Your goal
Search the data below for "serde"; list each line that holds it.

Stored items
────────────────
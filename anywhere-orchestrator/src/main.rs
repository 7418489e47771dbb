use std::sync::Arc;

use anyhow::Context;
use anywhere_orchestrator::api::{self, AppState};
use anywhere_orchestrator::migrations::run_migrations;
use anywhere_orchestrator::provider_manager::ProviderManager;
use anywhere_orchestrator::provisioning::ProvisioningService;
use anywhere_orchestrator::proxy_config::{LocalProxyConfig, ProxyPublisher};
use anywhere_orchestrator::reconciliation_job::CloudReconciler;
use anywhere_orchestrator::scheduler::Scheduler;
use anywhere_orchestrator::settings::Settings;
use anywhere_orchestrator::store::{InventoryStore, MemoryStore, PgStore};
use anywhere_orchestrator::telemetry;
use sqlx::postgres::PgPoolOptions;

#[tokio::main]
async fn main() -> anyhow::Result<()> {
    dotenv::dotenv().ok();
    telemetry::init_tracing();

    let settings = Arc::new(Settings::from_env().context("invalid configuration")?);
    tracing::info!(
        provider = %settings.provider,
        regions = settings.regions.len(),
        bind = %settings.bind_addr,
        "anywhere orchestrator starting"
    );

    let store: Arc<dyn InventoryStore> = match &settings.database_url {
        Some(url) => {
            let pool = PgPoolOptions::new()
                .max_connections(10)
                .connect(url)
                .await
                .context("failed to connect to Postgres")?;
            run_migrations(&pool).await.context("failed to run migrations")?;
            tracing::info!("inventory store: postgres");
            Arc::new(PgStore::new(pool))
        }
        None => {
            tracing::warn!("DATABASE_URL not set, inventory kept in memory only");
            Arc::new(MemoryStore::new())
        }
    };

    let provider = ProviderManager::get_provider(&settings.provider, &settings)?;
    let publisher: Option<Arc<dyn ProxyPublisher>> = settings.local_proxy.as_ref().map(|local| {
        tracing::info!(path = %local.config_path.display(), "publishing endpoints to local proxy");
        Arc::new(LocalProxyConfig::new(local)) as Arc<dyn ProxyPublisher>
    });

    let service = Arc::new(ProvisioningService::new(
        store.clone(),
        provider.clone(),
        settings.clone(),
        publisher,
    ));

    let scheduler = Scheduler::new();
    scheduler
        .register(Arc::new(CloudReconciler::new(store, provider, settings.clone())))
        .await;
    scheduler.start().await;

    let app = api::create_router(AppState::new(service.clone()));
    let listener = tokio::net::TcpListener::bind(settings.bind_addr)
        .await
        .with_context(|| format!("failed to bind {}", settings.bind_addr))?;
    tracing::info!(addr = %settings.bind_addr, "listening");

    axum::serve(listener, app)
        .with_graceful_shutdown(shutdown_signal())
        .await
        .context("server error")?;

    scheduler.stop().await;
    service.shutdown(settings.shutdown_grace).await;
    tracing::info!("shutdown complete");
    Ok(())
}

async fn shutdown_signal() {
    let ctrl_c = async {
        if let Err(e) = tokio::signal::ctrl_c().await {
            tracing::error!(error = %e, "failed to listen for ctrl-c");
            std::future::pending::<()>().await;
        }
    };

    #[cfg(unix)]
    let terminate = async {
        match tokio::signal::unix::signal(tokio::signal::unix::SignalKind::terminate()) {
            Ok(mut signal) => {
                signal.recv().await;
            }
            Err(e) => {
                tracing::error!(error = %e, "failed to listen for SIGTERM");
                std::future::pending::<()>().await;
            }
        }
    };

    #[cfg(not(unix))]
    let terminate = std::future::pending::<()>();

    tokio::select! {
        _ = ctrl_c => tracing::info!("received ctrl-c"),
        _ = terminate => tracing::info!("received SIGTERM"),
    }
}
//! Loan management service

use chrono::Duration;

use crate::{
    config::LoansConfig,
    error::{AppError, AppResult},
    models::loan::{AdminLoanDetails, Loan, LoanDetails},
    repository::Repository,
};

#[derive(Clone)]
pub struct LoansService {
    repository: Repository,
    config: LoansConfig,
}

impl LoansService {
    pub fn new(repository: Repository, config: LoansConfig) -> Self {
        Self { repository, config }
    }

    /// Borrow one copy of a book for a user.
    ///
    /// The availability check, the copy decrement and the loan insert are
    /// one atomic unit in the repository; two borrowers racing for the
    /// last copy cannot both succeed.
    pub async fn borrow(&self, book_id: i32, user_id: i32) -> AppResult<Loan> {
        // Verify the borrower exists before touching the book
        self.repository.users.get_by_id(user_id).await?;

        self.repository
            .loans
            .create(book_id, user_id, Duration::days(self.config.period_days))
            .await
    }

    /// Return a loan by id. Only the borrower, or an admin, may close it.
    pub async fn return_by_id(
        &self,
        loan_id: i32,
        requester_id: i32,
        is_admin: bool,
    ) -> AppResult<Loan> {
        let loan = self.repository.loans.get_by_id(loan_id).await?;
        if loan.user_id != requester_id && !is_admin {
            return Err(AppError::Forbidden(
                "Cannot return another user's loan".to_string(),
            ));
        }
        self.repository.loans.return_by_id(loan_id).await
    }

    /// Return the caller's active loan for a book
    pub async fn return_for_book(&self, book_id: i32, user_id: i32) -> AppResult<Loan> {
        self.repository.loans.return_for_book(book_id, user_id).await
    }

    /// All loans ever created for a user, with derived status
    pub async fn list_for_user(&self, user_id: i32) -> AppResult<Vec<LoanDetails>> {
        self.repository.loans.list_for_user(user_id).await
    }

    /// Every loan across all users (admin)
    pub async fn list_all(&self) -> AppResult<Vec<AdminLoanDetails>> {
        self.repository.loans.list_all().await
    }
}
//! Review model and rating aggregation

use chrono::{DateTime, Utc};
use serde::{Deserialize, Serialize};
use sqlx::FromRow;
use utoipa::ToSchema;
use validator::Validate;

/// Review model from database
#[derive(Debug, Clone, Serialize, Deserialize, FromRow, ToSchema)]
pub struct Review {
    pub id: i32,
    pub book_id: i32,
    pub user_id: i32,
    pub rating: i16,
    pub comment: String,
    pub created_at: DateTime<Utc>,
}

/// Review joined with the reviewer's display name
#[derive(Debug, Clone, Serialize, FromRow, ToSchema)]
pub struct ReviewDetails {
    pub id: i32,
    pub book_id: i32,
    pub user_id: i32,
    pub firstname: String,
    pub lastname: String,
    pub rating: i16,
    pub comment: String,
    pub created_at: DateTime<Utc>,
}

/// Submit review request
#[derive(Debug, Deserialize, Validate, ToSchema)]
pub struct CreateReview {
    #[validate(range(min = 1, max = 5, message = "Rating must be between 1 and 5"))]
    pub rating: i16,
    #[serde(default)]
    pub comment: String,
}

/// Arithmetic mean of the ratings, rounded to 2 decimal places.
/// `None` when there are no ratings.
pub fn average_rating(ratings: &[i16]) -> Option<f64> {
    if ratings.is_empty() {
        return None;
    }
    let sum: i64 = ratings.iter().map(|r| *r as i64).sum();
    let mean = sum as f64 / ratings.len() as f64;
    Some((mean * 100.0).round() / 100.0)
}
────────────────
Finished task
use serde::{Deserialize, Serialize};
    #[serde(default)]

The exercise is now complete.